At that point I'd started the chapter headed: 'Cunt Crazy'.
I'd assumed throughout the first part of the book, which I had read with delighted
amusement, that this was what had
been so disturbing back in the mid 20th century. This: the anecdotes of tossing off on the bus, of slipping it to a
slice of liver, of numerous adolescent frustrations. I squirm as Portnoy
describes his errant testicle "bobbing uncertainly just at the rim of the
pelvis" and cringe knowingly as Mrs. Portnoy probes into her son's toilet
routine. And all the while happily guessing that this is what was shocking - Portnoy's complaint: adolescence.
Sexual fixation is part and parcel of quite a lot of boys'
adolescences and Roth dives into this period with clarity, finding those
desperate, pathetic instances and pulling them out for us with an adroitly
self-deprecating sense of humour.
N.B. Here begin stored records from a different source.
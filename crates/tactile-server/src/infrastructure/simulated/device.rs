//! In-memory [`DeviceAdapter`] with configurable features and failures.

use std::sync::atomic::{AtomicBool, Ordering};
use std::sync::Mutex;
use std::time::Duration;

use async_trait::async_trait;
use tactile_core::protocol::messages::{DeviceMessageType, DeviceMessages, MessageAttributes};
use tactile_core::DeviceError;
use tokio_util::sync::CancellationToken;
use tracing::debug;

use crate::application::device::{DeviceAdapter, DeviceCommand, DeviceOutput};

/// A device that records every command it is asked to carry out.
pub struct SimulatedDevice {
    name: String,
    identifier: String,
    vibrators: u32,
    rotators: u32,
    linear_actuators: u32,
    battery: Option<f64>,
    fail_initialize: bool,
    delay: Duration,
    command_failure: Mutex<Option<DeviceError>>,
    handled: Mutex<Vec<DeviceCommand>>,
    connected: AtomicBool,
}

impl SimulatedDevice {
    /// A device with no features; add some with the `with_*` builders.
    pub fn new(name: impl Into<String>, identifier: impl Into<String>) -> Self {
        Self {
            name: name.into(),
            identifier: identifier.into(),
            vibrators: 0,
            rotators: 0,
            linear_actuators: 0,
            battery: None,
            fail_initialize: false,
            delay: Duration::ZERO,
            command_failure: Mutex::new(None),
            handled: Mutex::new(Vec::new()),
            connected: AtomicBool::new(false),
        }
    }

    pub fn with_vibrators(mut self, count: u32) -> Self {
        self.vibrators = count;
        self
    }

    pub fn with_rotators(mut self, count: u32) -> Self {
        self.rotators = count;
        self
    }

    pub fn with_linear_actuators(mut self, count: u32) -> Self {
        self.linear_actuators = count;
        self
    }

    /// Reports `level` (`0.0..=1.0`) for `BatteryLevelCmd`.
    pub fn with_battery(mut self, level: f64) -> Self {
        self.battery = Some(level);
        self
    }

    /// Makes every command take `delay` before completing.
    pub fn with_delay(mut self, delay: Duration) -> Self {
        self.delay = delay;
        self
    }

    /// Makes [`initialize`](DeviceAdapter::initialize) fail.
    pub fn failing_initialize(mut self) -> Self {
        self.fail_initialize = true;
        self
    }

    /// Makes every subsequent command fail with `error`.
    pub fn fail_commands(&self, error: DeviceError) {
        *self
            .command_failure
            .lock()
            .unwrap_or_else(|poisoned| poisoned.into_inner()) = Some(error);
    }

    /// Commands carried out so far, oldest first.
    pub fn handled_commands(&self) -> Vec<DeviceCommand> {
        self.handled
            .lock()
            .unwrap_or_else(|poisoned| poisoned.into_inner())
            .clone()
    }

    pub fn is_connected(&self) -> bool {
        self.connected.load(Ordering::SeqCst)
    }
}

#[async_trait]
impl DeviceAdapter for SimulatedDevice {
    fn name(&self) -> &str {
        &self.name
    }

    fn identifier(&self) -> &str {
        &self.identifier
    }

    fn message_attributes(&self) -> DeviceMessages {
        let mut attributes = DeviceMessages::new();
        attributes.insert(DeviceMessageType::StopDeviceCmd, MessageAttributes::default());
        for (kind, count) in [
            (DeviceMessageType::VibrateCmd, self.vibrators),
            (DeviceMessageType::RotateCmd, self.rotators),
            (DeviceMessageType::LinearCmd, self.linear_actuators),
        ] {
            if count > 0 {
                attributes.insert(kind, MessageAttributes::with_features(count));
            }
        }
        if self.battery.is_some() {
            attributes.insert(DeviceMessageType::BatteryLevelCmd, MessageAttributes::default());
        }
        attributes
    }

    async fn initialize(&self) -> Result<(), DeviceError> {
        if self.fail_initialize {
            return Err(DeviceError::Io(format!(
                "{} did not answer the handshake",
                self.name
            )));
        }
        self.connected.store(true, Ordering::SeqCst);
        Ok(())
    }

    async fn handle(
        &self,
        command: DeviceCommand,
        cancel: CancellationToken,
    ) -> Result<DeviceOutput, DeviceError> {
        if !self.delay.is_zero() {
            tokio::select! {
                _ = cancel.cancelled() => return Err(DeviceError::Cancelled),
                _ = tokio::time::sleep(self.delay) => {}
            }
        }

        let failure = self
            .command_failure
            .lock()
            .unwrap_or_else(|poisoned| poisoned.into_inner())
            .clone();
        if let Some(error) = failure {
            return Err(error);
        }

        debug!("{} handling {command:?}", self.name);
        let output = match command {
            DeviceCommand::BatteryLevel => DeviceOutput::BatteryLevel(self.battery.unwrap_or(0.0)),
            _ => DeviceOutput::Done,
        };
        self.handled
            .lock()
            .unwrap_or_else(|poisoned| poisoned.into_inner())
            .push(command);
        Ok(output)
    }

    async fn disconnect(&self) {
        self.connected.store(false, Ordering::SeqCst);
    }
}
Previously I had only read The Human Stain by Roth and though I had
enjoyed that book I found myself surprised by how funny and even thrilling Portnoy's Complaint was.
But if Alex Portnoy's story is more humorous than Coleman
Silk's, it is also, from my reading of it, darker, harder to pin down, and far more
disturbing. The awkward Corgi tag line spoke to me initially of a different
generation - "Our Time" being the 70s - which might genuinely be shocked
by grotesque descriptions of a boy's haphazard sexual adventures. And this
sense I had of a dated sensibility was no doubt advanced by the state of my
copy which, as well as sporting a particularly 70s font on the cover, contained
in it a curious advertisement for TIME Magazine, 'delivered each week for
twenty five shillings'. But the almost coy sensuality of the example cover -
showing an attractive (if again very dated) and highly stylised illustration of
a woman's face - did nothing to prepare me for what Roth was about to dredge
up.
In fact, this tiny peek into the visual language of the 70s
(which of course has only progressed further since then - this, a children's
drawing equivalent of our own digital masterpieces) appears in the book like a passing,
yet grimly prescient, artefact - an innocently seductive image which almost
perfectly counterpoints the coming misogyny of the book's central character. Portnoy,
whose adolescence delivers pleasant cringes and giggles, grows into a man whose
wanton appetite for masturbation has bloomed into a vilely recognisable and
obsessive chauvinism.
It's remains hard for me to admit that I recognise in
Portnoy my own thoughts and actions. His turning away from Judaism towards the
secular, the apparently rational, is inviting (to a British atheist) and his
own account of his sexual aptitude is the stuff of male fantasy. But it is Portnoy's
confused, misogynistic, and desperate approach to the book's female characters
which is shocking; not least because it was recognisable as those hidden
internal dialogues.
I'm personally not sure how best to approach Roth's handling
of Portnoy. It is, perhaps - or it was for me, momentarily at least -
refreshing or even liberating to read such excavations of the male psyche. To
understand that some deposit of animalism occurs in us all and that, through
psychiatry or counselling, we may discover ourselves only to be miserably
selfish sex addicts - despite the pretence of whatever career or label of
success. It's a humorous revelation in a way.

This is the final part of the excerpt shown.